> Directions for this task:
What number of lines in the records below hold the word "spectators"? Give that number alone.

Provided information Block Start

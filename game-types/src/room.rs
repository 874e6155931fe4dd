use serde::{Deserialize, Serialize};
use std::collections::HashMap;
use std::fmt;
use ts_rs::TS;

use crate::player::{Player, PlayerId};

/// Short human-typeable room code.
pub type RoomId = String;

#[derive(Debug, Clone, Copy, PartialEq, Eq, Serialize, Deserialize, TS)]
#[serde(rename_all = "UPPERCASE")]
#[ts(export)]
pub enum RoomState {
    Lobby,
    Playing,
    Ended,
}

#[derive(Debug, Clone, Copy, Default, PartialEq, Eq, Hash, Serialize, Deserialize, TS)]
#[serde(rename_all = "lowercase")]
#[ts(export)]
pub enum Language {
    #[default]
    En,
    Id,
}

impl Language {
    pub const ALL: [Language; 2] = [Language::En, Language::Id];

    pub fn code(&self) -> &'static str {
        match self {
            Language::En => "en",
            Language::Id => "id",
        }
    }
}

impl fmt::Display for Language {
    fn fmt(&self, f: &mut fmt::Formatter<'_>) -> fmt::Result {
        f.write_str(self.code())
    }
}

/// Full room snapshot. This is what gets persisted and broadcast to members.
#[derive(Debug, Clone, PartialEq, Serialize, Deserialize, TS)]
#[serde(rename_all = "camelCase")]
#[ts(export)]
pub struct Room {
    pub id: RoomId,
    pub state: RoomState,
    pub language: Language,
    pub players: Vec<Player>,
    pub spectators: Vec<Player>,
    pub words: Vec<String>,
    pub current_word_index: usize,
    pub current_answers: HashMap<PlayerId, String>,
    /// Unix epoch milliseconds of the last mutating operation.
    #[ts(type = "number")]
    pub last_activity: i64,
}

impl Room {
    pub fn new(id: RoomId, language: Language, creator: Player, now_millis: i64) -> Self {
        Self {
            id,
            state: RoomState::Lobby,
            language,
            players: vec![creator],
            spectators: Vec::new(),
            words: Vec::new(),
            current_word_index: 0,
            current_answers: HashMap::new(),
            last_activity: now_millis,
        }
    }

    /// Active players first, then spectators.
    pub fn members(&self) -> impl Iterator<Item = &Player> {
        self.players.iter().chain(self.spectators.iter())
    }

    pub fn members_mut(&mut self) -> impl Iterator<Item = &mut Player> {
        self.players.iter_mut().chain(self.spectators.iter_mut())
    }

    pub fn player(&self, player_id: &str) -> Option<&Player> {
        self.players.iter().find(|p| p.id == player_id)
    }

    pub fn member(&self, player_id: &str) -> Option<&Player> {
        self.members().find(|p| p.id == player_id)
    }

    pub fn member_mut(&mut self, player_id: &str) -> Option<&mut Player> {
        self.members_mut().find(|p| p.id == player_id)
    }

    pub fn has_member(&self, player_id: &str) -> bool {
        self.member(player_id).is_some()
    }

    pub fn is_creator(&self, player_id: &str) -> bool {
        self.player(player_id).is_some_and(|p| p.is_creator)
    }

    pub fn current_word(&self) -> Option<&str> {
        self.words.get(self.current_word_index).map(String::as_str)
    }
}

Provided information Block End

> Exercise answer:
5